Twenty years ago, Portugal had some of the highest rates of drug addiction in Europe. In 2001, the Portuguese government passed legislation to decriminalize drugs, make rehabilitation available for harmful drug use and provide safe consumption sites for addicts.
While some critics feared that such policies would encourage deviant behavior, in reality, Portugal saw no increase in overall substance abuse. Since then, drug-related deaths in the country have dropped by 85%, making the national drug-related mortality rate only about a quarter of that of the rest of Europe.
Every day in the U.S., 450,000 nonviolent drug offenders are wrongfully imprisoned for something that should by all means be classified as a public health issue. In Louisiana, the incarceration rate is 66% higher than the national average. As a result, Louisiana prisons are both overcrowded and underfunded, creating poor inmate conditions and wearing heavily on the state infrastructure.
Louisiana is not only failing to embrace people-first drug policy but actively heading in the wrong direction. While the rest of the country has decreased marijuana-related arrests over the last decade, arrests in Louisiana have increased by 18%. In 2018, about 20,000 individuals were arrested on marijuana charges alone.
This over-policing norm is upheld not only by the stigma surrounding drug addiction but also by the racist mechanisms present in the criminal justice system at large. Louisiana is one of the worst states in the nation for racial disparities in drug policing; despite similar usage rates, Black people in East Baton Rouge Parish are seven times more likely to be arrested for marijuana possession than their white peers.
The data also proves the ineffectiveness of Louisiana’s drug policing in reducing recidivism rates, as 24.2% of all repeat offenses in the state are drug-related. It would seem that shoving addicts into a prison cell does nothing to address the underlying mental, biological and social causes of their addiction and may even exacerbate the conditions that motivate their drug use.
And the punishment doesn’t end with the prison sentence. Former inmates often face challenges when seeking employment due to their existing criminal record. The dejection and hopelessness created by discrimination outside of prison can fuel the impulse to return to illicit substances, reinforcing the public notion that addiction is indicative of some moral or cultural deficit on the part of the individual.
The state of Louisiana must decriminalize all illegal drugs and adopt people-first drug policies for one simple reason: addicts are not criminals, but human beings in need of professional help and societal support. That premise alone drives this argument, but the numbers readily support it.
This year has already witnessed the drug overdose deaths of 107 residents of East Baton Rouge Parish, up a devastating 93% from this time last year. This increase is largely a result of the coronavirus pandemic, as the boredom, isolation and tragedies of quarantine life have intensified substance abuse and driven the newly-sober back to addiction.
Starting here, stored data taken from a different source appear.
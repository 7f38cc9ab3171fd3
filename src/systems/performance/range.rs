use crate::components::RangeParameters;
use crate::utils::GRAVITY;

/// Fuel-free mass can never fall below this in the Breguet log term (kg).
const MIN_LANDING_WEIGHT: f64 = 1e-6;

impl RangeParameters {
    /// Lift-to-drag ratio at the simplified cruise condition:
    /// `CL = sqrt(cd_0 · π · AR · e)`, `CD = 2 · cd_0`.
    pub fn cruise_lift_to_drag(&self) -> f64 {
        if self.cd_0 <= 0.0 {
            return 0.0;
        }
        let induced_factor = std::f64::consts::PI * self.aspect_ratio * self.oswald_efficiency;
        let cl_opt = (self.cd_0 * induced_factor).max(0.0).sqrt();
        let cd_opt = 2.0 * self.cd_0;
        cl_opt / cd_opt
    }

    /// `η / (g · bsfc) · L/D`, the distance flown per unit of `ln(W0 / W1)` (m).
    pub fn range_factor(&self) -> f64 {
        if self.bsfc <= 0.0 {
            return 0.0;
        }
        self.prop_efficiency / (GRAVITY * self.bsfc) * self.cruise_lift_to_drag()
    }
}

/// Unmodified Breguet range (m).
pub fn breguet_range_m(params: &RangeParameters) -> f64 {
    if params.gross_weight <= 0.0 || params.fuel_weight <= 0.0 {
        return 0.0;
    }
    let landing_weight = (params.gross_weight - params.fuel_weight).max(MIN_LANDING_WEIGHT);
    params.range_factor() * (params.gross_weight / landing_weight).ln()
}

/// Range in km after the range modifier and the balance divisor, capped at `cap_km`.
pub fn estimate_range_km(params: &RangeParameters, balance_divisor: f64, cap_km: f64) -> f64 {
    let range_km = breguet_range_m(params) * params.range_mod / balance_divisor.max(1e-9) / 1000.0;
    range_km.min(cap_km).max(0.0)
}

/// Fuel mass (kg) needed so that [`estimate_range_km`] reaches `target_km`
/// for a design whose mass without fuel is `dry_weight`.
///
/// `params.gross_weight` and `params.fuel_weight` are ignored. The result never
/// exceeds what `max_fuel_fraction` of the gross weight allows.
pub fn fuel_for_range(
    dry_weight: f64,
    target_km: f64,
    params: &RangeParameters,
    balance_divisor: f64,
    max_fuel_fraction: f64,
) -> f64 {
    let effective_factor = params.range_factor() * params.range_mod;
    if dry_weight <= 0.0 || target_km <= 0.0 || effective_factor <= 0.0 {
        return 0.0;
    }

    let fraction = max_fuel_fraction.clamp(0.0, 0.95);
    let fuel_cap = dry_weight * fraction / (1.0 - fraction);

    let exponent = target_km * 1000.0 * balance_divisor / effective_factor;
    (dry_weight * exponent.exp_m1()).min(fuel_cap)
}
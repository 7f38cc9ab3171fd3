pub const GRAVITY: f64 = 9.80665; // m/s^2
pub const AIR_GAS_CONSTANT: f64 = 287.05287; // J/(kg·K)
pub const ISA_SEA_LEVEL_TEMP: f64 = 288.15; // K
pub const ISA_SEA_LEVEL_PRESSURE: f64 = 101325.0; // Pa
pub const ISA_LAPSE_RATE: f64 = -0.0065; // K/m
pub const ISA_TROPOPAUSE_TEMP: f64 = 216.65; // K

pub const HP_TO_WATTS: f64 = 745.7;
pub const MS_TO_KMH: f64 = 3.6;

// Powerplant
pub const DIMINISHING_RETURNS_THRESHOLD_HP: f64 = 1000.0;
pub const DIMINISHING_RETURNS_PENALTY: f64 = 0.25;

// Equilibrium scan band
pub const MIN_SCAN_SPEED: f64 = 50.0; // m/s
pub const MAX_SCAN_SPEED: f64 = 350.0; // m/s
pub const SCAN_STEP: f64 = 1.0; // m/s
pub const SCAN_THRUST_FLOOR: f64 = 1.0; // m/s
pub const RESULT_THRUST_FLOOR: f64 = 30.0; // m/s
pub const SPEED_GOVERNOR_ONSET: f64 = 0.9;
pub const SPEED_GOVERNOR_GAIN: f64 = 0.5;

// Compressibility
pub const COMPRESSIBILITY_ONSET_KMH: f64 = 400.0;
pub const COMPRESSIBILITY_SCALE_KMH: f64 = 200.0;
pub const COMPRESSIBILITY_COEFFICIENT: f64 = 0.012;

// Climb and ceiling
pub const CLIMB_SPEED: f64 = 80.0; // m/s
pub const MIN_RATE_OF_CLIMB: f64 = 0.5; // m/s
pub const CEILING_SCAN_MAX: f64 = 15000.0; // m
pub const CEILING_SCAN_STEP: f64 = 250.0; // m
pub const UNPRESSURIZED_CEILING: f64 = 10000.0; // m
pub const NO_OXYGEN_CEILING: f64 = 5000.0; // m

// Turn
pub const TURN_SPEED_FACTOR: f64 = 0.8;
pub const MIN_TURN_TIME: f64 = 12.0; // s
pub const MAX_TURN_TIME: f64 = 60.0; // s
pub const MIN_LOAD_FACTOR_TERM: f64 = 0.01;
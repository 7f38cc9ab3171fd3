use bevy::prelude::*;
use serde::{Deserialize, Serialize};

use crate::utils::*;

/// Strategy used to locate the thrust/drag balance inside the scan band.
#[derive(Debug, Clone, Copy, PartialEq, Serialize, Deserialize)]
#[serde(tag = "method", rename_all = "snake_case")]
pub enum SpeedSearch {
    /// Every whole m/s in the band is evaluated.
    LinearScan,
    /// Golden-section search on |thrust - drag|, snapped to the whole-m/s grid.
    GoldenSection { tolerance: f64, max_iters: u64 },
}

impl Default for SpeedSearch {
    fn default() -> Self {
        SpeedSearch::LinearScan
    }
}

/// Tunables for the performance solvers and the design evaluator.
#[derive(Resource, Debug, Clone, Copy, PartialEq, Serialize, Deserialize)]
#[serde(default)]
pub struct SolverConfig {
    pub speed_search: SpeedSearch,
    /// Equilibrium scan band (m/s).
    pub speed_range: (f64, f64),
    pub speed_step: f64,
    /// Fixed climb speed (m/s).
    pub climb_speed: f64,
    /// Rate of climb defining the service ceiling (m/s).
    pub min_rate_of_climb: f64,
    pub ceiling_scan_max: f64,
    pub ceiling_scan_step: f64,
    /// Altitude of the second speed evaluation and of the turn estimate (m).
    pub reference_altitude: f64,
    /// Divides the raw Breguet range.
    pub range_balance_divisor: f64,
    pub turn_time_bounds: (f64, f64),
}

impl Default for SolverConfig {
    fn default() -> Self {
        Self {
            speed_search: SpeedSearch::default(),
            speed_range: (MIN_SCAN_SPEED, MAX_SCAN_SPEED),
            speed_step: SCAN_STEP,
            climb_speed: CLIMB_SPEED,
            min_rate_of_climb: MIN_RATE_OF_CLIMB,
            ceiling_scan_max: CEILING_SCAN_MAX,
            ceiling_scan_step: CEILING_SCAN_STEP,
            reference_altitude: 5000.0,
            range_balance_divisor: 2.0,
            turn_time_bounds: (MIN_TURN_TIME, MAX_TURN_TIME),
        }
    }
}

impl SolverConfig {
    /// Equilibrium grid spacing, falling back to the default for non-positive values.
    pub fn scan_step(&self) -> f64 {
        usable_step(self.speed_step, SCAN_STEP)
    }

    pub fn ceiling_step(&self) -> f64 {
        usable_step(self.ceiling_scan_step, CEILING_SCAN_STEP)
    }

    pub fn golden_section() -> Self {
        Self {
            speed_search: SpeedSearch::GoldenSection {
                tolerance: 1e-4,
                max_iters: 200,
            },
            ..Default::default()
        }
    }
}

/// `step` when it can advance a scan, otherwise `fallback`.
pub fn usable_step(step: f64, fallback: f64) -> f64 {
    if step.is_finite() && step > 0.0 {
        step
    } else {
        fallback
    }
}
use aerodesign::{
    components::{ComponentCatalog, DesignChanged, DesignSnapshot, SolverConfig},
    plugins::DesignEvaluatorPlugin,
    resources::{DesignInput, EvaluationSettings, LatestPerformance},
};
use bevy::prelude::*;
use std::time::Duration;

// Builder for creating a test application with customizable configuration
#[derive(Default)]
pub struct TestAppBuilder {
    catalog: Option<ComponentCatalog>,
    solver: Option<SolverConfig>,
    snapshot: Option<DesignSnapshot>,
    settings: EvaluationSettings,
}

impl TestAppBuilder {
    pub fn new() -> Self {
        Self::default()
    }

    pub fn with_catalog(mut self, catalog: ComponentCatalog) -> Self {
        self.catalog = Some(catalog);
        self
    }

    pub fn with_solver(mut self, config: SolverConfig) -> Self {
        self.solver = Some(config);
        self
    }

    pub fn with_design(mut self, snapshot: DesignSnapshot) -> Self {
        self.snapshot = Some(snapshot);
        self
    }

    pub fn with_debounce(mut self, debounce: Duration) -> Self {
        self.settings.debounce = debounce;
        self
    }

    pub fn build(self) -> TestApp {
        let mut app = App::new();
        app.init_resource::<Time>();

        if let Some(catalog) = self.catalog {
            app.insert_resource(catalog);
        }
        if let Some(config) = self.solver {
            app.insert_resource(config);
        }
        app.add_plugins(DesignEvaluatorPlugin::new(self.settings));
        if let Some(snapshot) = self.snapshot {
            app.insert_resource(DesignInput::new(snapshot));
        }

        TestApp { app }
    }
}

pub struct TestApp {
    pub app: App,
}

impl TestApp {
    /// Advances the clock by `millis` and runs one frame.
    pub fn step(&mut self, millis: u64) {
        self.app
            .world_mut()
            .resource_mut::<Time>()
            .advance_by(Duration::from_millis(millis));
        self.app.update();
    }

    /// Replaces the design and announces the edit, as a UI would.
    pub fn edit(&mut self, edit: impl FnOnce(&mut DesignSnapshot)) {
        {
            let mut input = self.app.world_mut().resource_mut::<DesignInput>();
            edit(&mut input.snapshot);
        }
        self.app.world_mut().send_event(DesignChanged);
    }

    pub fn latest(&self) -> &LatestPerformance {
        self.app.world().resource::<LatestPerformance>()
    }
}
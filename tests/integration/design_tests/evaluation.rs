use aerodesign::components::{ComponentCatalog, ComponentKind, DesignSnapshot, SolverConfig};
use aerodesign::systems::estimate_range_km;
use aerodesign::{evaluate_design, DesignError};
use pretty_assertions::assert_eq;
use std::io::Write;

use crate::common::{
    assert_record_valid, floatplane_design, heavy_fighter_design, medium_bomber_design,
    STANDARD_CATALOG,
};

#[test]
fn test_catalog_designs_evaluate() {
    let config = SolverConfig::default();
    for snapshot in [
        DesignSnapshot::default(),
        heavy_fighter_design(),
        medium_bomber_design(),
        floatplane_design(),
    ] {
        let record = evaluate_design(&snapshot, &STANDARD_CATALOG, &config)
            .unwrap_or_else(|err| panic!("{} failed: {err}", snapshot.name));
        assert_record_valid(&record);
        assert!(record.speed_sea_level_kmh <= snapshot.target_speed);
        assert!(record.range_km <= snapshot.target_range);
    }
}

#[test]
fn test_range_recomputes_from_record() {
    let config = SolverConfig::default();
    let snapshot = medium_bomber_design();
    let record = evaluate_design(&snapshot, &STANDARD_CATALOG, &config).unwrap();

    let airframe = STANDARD_CATALOG.airframe(&snapshot.airframe).unwrap();
    let cap = snapshot.target_range.min(airframe.limits.max_range);
    let recomputed = estimate_range_km(&record.range_parameters, config.range_balance_divisor, cap);

    assert_eq!(recomputed, record.range_km);
}

#[test]
fn test_armament_and_life_support() {
    let config = SolverConfig::default();

    let bomber = evaluate_design(&medium_bomber_design(), &STANDARD_CATALOG, &config).unwrap();
    assert_eq!(
        bomber.offensive_armament,
        vec!["1x Internal Bomb Bay", "1x Rifle-Calibre Machine Gun"]
    );
    assert_eq!(bomber.defensive_armament, vec!["2x Defensive Gun Turret"]);

    // No oxygen system fitted
    let floatplane = evaluate_design(&floatplane_design(), &STANDARD_CATALOG, &config).unwrap();
    assert!(floatplane.service_ceiling <= 5000.0);
    assert!(floatplane.offensive_armament.is_empty());
}

#[test]
fn test_twin_engines_double_power() {
    let record =
        evaluate_design(&heavy_fighter_design(), &STANDARD_CATALOG, &SolverConfig::default())
            .unwrap();
    assert_eq!(record.total_power_hp, 2800.0);
}

#[test]
fn test_unknown_component_produces_no_record() {
    let config = SolverConfig::default();
    let cases = [
        (ComponentKind::Airframe, "biplane"),
        (ComponentKind::Wing, "delta"),
        (ComponentKind::Supercharger, "turbo_supercharger"),
    ];

    for (kind, key) in cases {
        let mut snapshot = DesignSnapshot::default();
        match kind {
            ComponentKind::Airframe => snapshot.airframe = key.to_string(),
            ComponentKind::Wing => snapshot.wing = key.to_string(),
            _ => snapshot.supercharger = key.to_string(),
        }

        match evaluate_design(&snapshot, &STANDARD_CATALOG, &config) {
            Err(DesignError::UnknownComponent {
                kind: found_kind,
                key: found_key,
            }) => {
                assert_eq!(found_kind, kind);
                assert_eq!(found_key, key);
            }
            other => panic!("expected an unknown {kind}, got {other:?}"),
        }
    }
}

#[test]
fn test_snapshot_json_round_trip_evaluates_identically() {
    let config = SolverConfig::default();
    let snapshot = heavy_fighter_design();
    let restored = DesignSnapshot::from_json(&snapshot.to_json().unwrap()).unwrap();

    assert_eq!(restored, snapshot);
    assert_eq!(
        evaluate_design(&restored, &STANDARD_CATALOG, &config).unwrap(),
        evaluate_design(&snapshot, &STANDARD_CATALOG, &config).unwrap()
    );
}

#[test]
fn test_catalog_from_file_evaluates() {
    let yaml = r#"
airframes:
  trainer:
    name: Trainer
    category: general
    weight: 700
    cost: 5000
    cd_0: 0.03
    cl_max: 1.5
    limits:
      max_speed: 350
      max_range: 900
      max_ceiling: 6000
structures:
  wood:
    name: Wood
    weight_factor: 1.0
    cost_factor: 1.0
    g_limit: 6
wings:
  plain:
    name: Plain Wing
    wing_area: 16
    aspect_ratio: 7
    oswald_efficiency: 0.8
    weight: 150
    cost: 1000
engines:
  flat_four:
    name: Flat Four
    power: 180
    weight: 130
    cost: 2000
superchargers:
  none:
    name: None
equipment: {}
"#;
    let mut file = tempfile::NamedTempFile::new().unwrap();
    file.write_all(yaml.as_bytes()).unwrap();

    let catalog = ComponentCatalog::new(aerodesign::components::CatalogSource::File(
        file.path().to_path_buf(),
    ))
    .unwrap();

    let snapshot = DesignSnapshot {
        name: "Trainer".to_string(),
        airframe: "trainer".to_string(),
        structure: "wood".to_string(),
        wing: "plain".to_string(),
        engine: "flat_four".to_string(),
        engine_count: 1,
        supercharger: "none".to_string(),
        equipment: Vec::new(),
        target_speed: 300.0,
        target_range: 600.0,
    };
    let record = evaluate_design(&snapshot, &catalog, &SolverConfig::default()).unwrap();

    assert_record_valid(&record);
    assert!(record.service_ceiling <= 5000.0);
    assert!(record.speed_sea_level_kmh <= 300.0);
}
pub mod aerodynamics;
pub mod air_data;
pub mod design;
pub mod performance;
pub mod propulsion;
pub mod solver;

pub use aerodynamics::{AerodynamicProfile, AircraftCategory, Modifiers, PerformanceLimits};
pub use air_data::AirProperties;
pub use design::{
    AirframeEntry, ArmamentRole, CatalogEntry, CatalogError, CatalogSource, ComponentCatalog,
    ComponentId, ComponentKind, DesignChanged, DesignSnapshot, EngineEntry, EquipmentEntry,
    EquipmentSelection, RawCatalog, RawSuperchargerEntry, StructureEntry, SuperchargerEntry,
    WingEntry,
};
pub use performance::{
    EquilibriumResult, PerformanceRecord, RangeParameters, TurnPerformance, WeightBreakdown,
};
pub use propulsion::Supercharger;
pub use solver::{usable_step, SolverConfig, SpeedSearch};
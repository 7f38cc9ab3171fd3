mod design;

pub use design::{DesignInput, EvaluationDebounce, EvaluationSettings, LatestPerformance};
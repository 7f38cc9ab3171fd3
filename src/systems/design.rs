use bevy::prelude::*;

use crate::components::{ComponentCatalog, DesignChanged, SolverConfig};
use crate::resources::{DesignInput, EvaluationDebounce, LatestPerformance};
use crate::systems::evaluate_design;

/// Restarts the debounce timer on every edit and advances it otherwise.
pub fn debounce_design_changes(
    mut changes: EventReader<DesignChanged>,
    mut debounce: ResMut<EvaluationDebounce>,
    time: Res<Time>,
) {
    if changes.read().count() > 0 {
        debounce.trigger();
    } else {
        debounce.tick(time.delta());
    }
}

/// Runs one evaluation of the current design once edits have settled.
pub fn evaluate_pending_design(
    mut debounce: ResMut<EvaluationDebounce>,
    input: Res<DesignInput>,
    catalog: Res<ComponentCatalog>,
    config: Res<SolverConfig>,
    mut latest: ResMut<LatestPerformance>,
) {
    if !debounce.take_ready() {
        return;
    }

    let result = evaluate_design(&input.snapshot, &catalog, &config);
    match &result {
        Ok(record) => info!(
            "Design '{}': {:.0} km/h, {:.0} m ceiling, {:.0} km range",
            record.name, record.speed_sea_level_kmh, record.service_ceiling, record.range_km
        ),
        Err(err) => warn!("Design '{}' rejected: {}", input.snapshot.name, err),
    }

    latest.result = Some(result);
    latest.evaluations += 1;
}
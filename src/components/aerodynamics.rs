use serde::{Deserialize, Serialize};

/// Airframe category. Selects the category-specific drag terms.
#[derive(Debug, Clone, Copy, PartialEq, Eq, Hash, Serialize, Deserialize)]
#[serde(rename_all = "snake_case")]
pub enum AircraftCategory {
    Fighter,
    CloseAirSupport,
    Bomber,
    Seaplane,
    Airship,
    #[serde(other)]
    General,
}

impl Default for AircraftCategory {
    fn default() -> Self {
        AircraftCategory::General
    }
}

/// Hard limits an airframe type imposes on the reported performance.
#[derive(Debug, Clone, Copy, PartialEq, Serialize, Deserialize)]
pub struct PerformanceLimits {
    /// Maximum speed (km/h).
    pub max_speed: f64,
    /// Maximum range (km).
    pub max_range: f64,
    /// Maximum ceiling (m).
    pub max_ceiling: f64,
    /// Structural load factor limit (g).
    #[serde(default = "default_g_limit")]
    pub g_limit: f64,
}

fn default_g_limit() -> f64 {
    6.0
}

impl Default for PerformanceLimits {
    fn default() -> Self {
        Self {
            max_speed: 800.0,
            max_range: 5000.0,
            max_ceiling: 15000.0,
            g_limit: default_g_limit(),
        }
    }
}

/// Modifiers a selected component contributes to the design.
///
/// Every field is optional in catalog data; a missing multiplicative field is
/// 1.0 and a missing additive field is 0.0.
#[derive(Debug, Clone, Copy, PartialEq, Serialize, Deserialize)]
#[serde(default)]
pub struct Modifiers {
    pub drag_mod: f64,
    pub power_mod: f64,
    pub range_mod: f64,
    pub ceiling_mod: f64,
    pub speed_mod: f64,
    pub maneuverability_mod: f64,
    /// Added to the zero-lift drag coefficient.
    pub cd_0_delta: f64,
    /// Added to the maximum lift coefficient.
    pub cl_max_delta: f64,
}

impl Default for Modifiers {
    fn default() -> Self {
        Self {
            drag_mod: 1.0,
            power_mod: 1.0,
            range_mod: 1.0,
            ceiling_mod: 1.0,
            speed_mod: 1.0,
            maneuverability_mod: 1.0,
            cd_0_delta: 0.0,
            cl_max_delta: 0.0,
        }
    }
}

impl Modifiers {
    /// The combined effect of `quantity` identical components: multiplicative
    /// fields raised to the power, additive fields multiplied.
    pub fn scaled(&self, quantity: f64) -> Self {
        Self {
            drag_mod: self.drag_mod.powf(quantity),
            power_mod: self.power_mod.powf(quantity),
            range_mod: self.range_mod.powf(quantity),
            ceiling_mod: self.ceiling_mod.powf(quantity),
            speed_mod: self.speed_mod.powf(quantity),
            maneuverability_mod: self.maneuverability_mod.powf(quantity),
            cd_0_delta: self.cd_0_delta * quantity,
            cl_max_delta: self.cl_max_delta * quantity,
        }
    }
}

/// Aerodynamic description of a design, accumulated from every selected component.
#[derive(Debug, Clone, PartialEq, Serialize, Deserialize)]
pub struct AerodynamicProfile {
    /// Reference wing area (m²).
    pub wing_area: f64,
    /// Maximum lift coefficient.
    pub cl_max: f64,
    /// Zero-lift drag coefficient.
    pub cd_0: f64,
    pub aspect_ratio: f64,
    /// Oswald span efficiency factor.
    pub oswald_efficiency: f64,
    pub drag_mod: f64,
    pub power_mod: f64,
    pub range_mod: f64,
    pub ceiling_mod: f64,
    pub speed_mod: f64,
    pub maneuverability_mod: f64,
    pub category: AircraftCategory,
    pub limits: PerformanceLimits,
}

impl AerodynamicProfile {
    /// Creates a profile with neutral modifiers.
    pub fn new(
        category: AircraftCategory,
        wing_area: f64,
        cl_max: f64,
        cd_0: f64,
        aspect_ratio: f64,
        oswald_efficiency: f64,
        limits: PerformanceLimits,
    ) -> Self {
        Self {
            wing_area,
            cl_max,
            cd_0,
            aspect_ratio,
            oswald_efficiency,
            drag_mod: 1.0,
            power_mod: 1.0,
            range_mod: 1.0,
            ceiling_mod: 1.0,
            speed_mod: 1.0,
            maneuverability_mod: 1.0,
            category,
            limits,
        }
    }

    /// Folds one component's modifiers into the profile.
    pub fn apply(&mut self, modifiers: &Modifiers) {
        self.drag_mod *= modifiers.drag_mod;
        self.power_mod *= modifiers.power_mod;
        self.range_mod *= modifiers.range_mod;
        self.ceiling_mod *= modifiers.ceiling_mod;
        self.speed_mod *= modifiers.speed_mod;
        self.maneuverability_mod *= modifiers.maneuverability_mod;
        self.cd_0 += modifiers.cd_0_delta;
        self.cl_max += modifiers.cl_max_delta;
    }

    /// `π · AR · e`, the induced-drag denominator.
    pub fn induced_drag_factor(&self) -> f64 {
        std::f64::consts::PI * self.aspect_ratio * self.oswald_efficiency
    }

    /// A light single-engine fighter used as the reference design.
    pub fn light_fighter() -> Self {
        Self::new(
            AircraftCategory::Fighter,
            18.0,
            1.4,
            0.025,
            6.0,
            0.8,
            PerformanceLimits {
                max_speed: 750.0,
                max_range: 2000.0,
                max_ceiling: 12000.0,
                g_limit: 8.0,
            },
        )
    }
}
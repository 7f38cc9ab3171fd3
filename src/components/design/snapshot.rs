use serde::{Deserialize, Serialize};

use crate::components::{ComponentId, ComponentKind};
use crate::utils::Result;

/// One selected piece of equipment and how many are fitted.
#[derive(Debug, Clone, PartialEq, Serialize, Deserialize)]
pub struct EquipmentSelection {
    pub key: String,
    #[serde(default = "default_quantity")]
    pub quantity: u32,
}

fn default_quantity() -> u32 {
    1
}

impl EquipmentSelection {
    pub fn new(key: impl Into<String>, quantity: u32) -> Self {
        Self {
            key: key.into(),
            quantity,
        }
    }
}

/// Every user selection needed to evaluate a design.
#[derive(Debug, Clone, PartialEq, Serialize, Deserialize)]
pub struct DesignSnapshot {
    pub name: String,
    pub airframe: String,
    pub structure: String,
    pub wing: String,
    pub engine: String,
    pub engine_count: u32,
    pub supercharger: String,
    #[serde(default)]
    pub equipment: Vec<EquipmentSelection>,
    /// Design target speed (km/h).
    pub target_speed: f64,
    /// Design target range (km).
    pub target_range: f64,
}

impl Default for DesignSnapshot {
    fn default() -> Self {
        Self {
            name: "Light Fighter".to_string(),
            airframe: "light_fighter".to_string(),
            structure: "stressed_skin".to_string(),
            wing: "elliptical".to_string(),
            engine: "inline_v12".to_string(),
            engine_count: 1,
            supercharger: "single_stage".to_string(),
            equipment: vec![
                EquipmentSelection::new("machine_gun", 4),
                EquipmentSelection::new("oxygen", 1),
                EquipmentSelection::new("radio", 1),
            ],
            target_speed: 650.0,
            target_range: 900.0,
        }
    }
}

impl DesignSnapshot {
    /// Identifiers of every selected component, equipment included.
    pub fn component_ids(&self) -> Vec<ComponentId> {
        let mut ids = vec![
            ComponentId::new(ComponentKind::Airframe, &self.airframe),
            ComponentId::new(ComponentKind::Structure, &self.structure),
            ComponentId::new(ComponentKind::Wing, &self.wing),
            ComponentId::new(ComponentKind::Engine, &self.engine),
            ComponentId::new(ComponentKind::Supercharger, &self.supercharger),
        ];
        ids.extend(
            self.equipment
                .iter()
                .map(|item| ComponentId::new(ComponentKind::Equipment, &item.key)),
        );
        ids
    }

    pub fn to_json(&self) -> Result<String> {
        Ok(serde_json::to_string_pretty(self)?)
    }

    pub fn from_json(json: &str) -> Result<Self> {
        Ok(serde_json::from_str(json)?)
    }
}
mod catalog;
mod events;
mod loader;
mod snapshot;

pub use catalog::{
    AirframeEntry, ArmamentRole, CatalogEntry, CatalogSource, ComponentCatalog, ComponentId,
    ComponentKind, EngineEntry, EquipmentEntry, StructureEntry, SuperchargerEntry, WingEntry,
};
pub use events::DesignChanged;
pub use loader::{CatalogError, RawCatalog, RawSuperchargerEntry};
pub use snapshot::{DesignSnapshot, EquipmentSelection};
These people, in addition to all others who have died in similar circumstances, deserved a government that treated them as humans: a government that saw addiction as a public health concern — not a failure of the individual — and made recovery resources readily available.
Too many Louisiana citizens suffer through incarceration for the supposed crime of what is in large part a systemic problem. Nonviolent drug offenders need the help of a society that has instead chosen to vilify them.
Illegal drug decriminalization is just the first step in ending America’s grotesque system of mass incarceration; Portugal’s success shows how an emphasis on education and health reform is vastly more effective in reducing substance abuse in the population than is indiscriminate punitive action.
The American war on drugs must end, and soon. Too many have died.
Claire Sullivan is an 18-year-old Coastal Environmental Science freshman from Southbury, CT.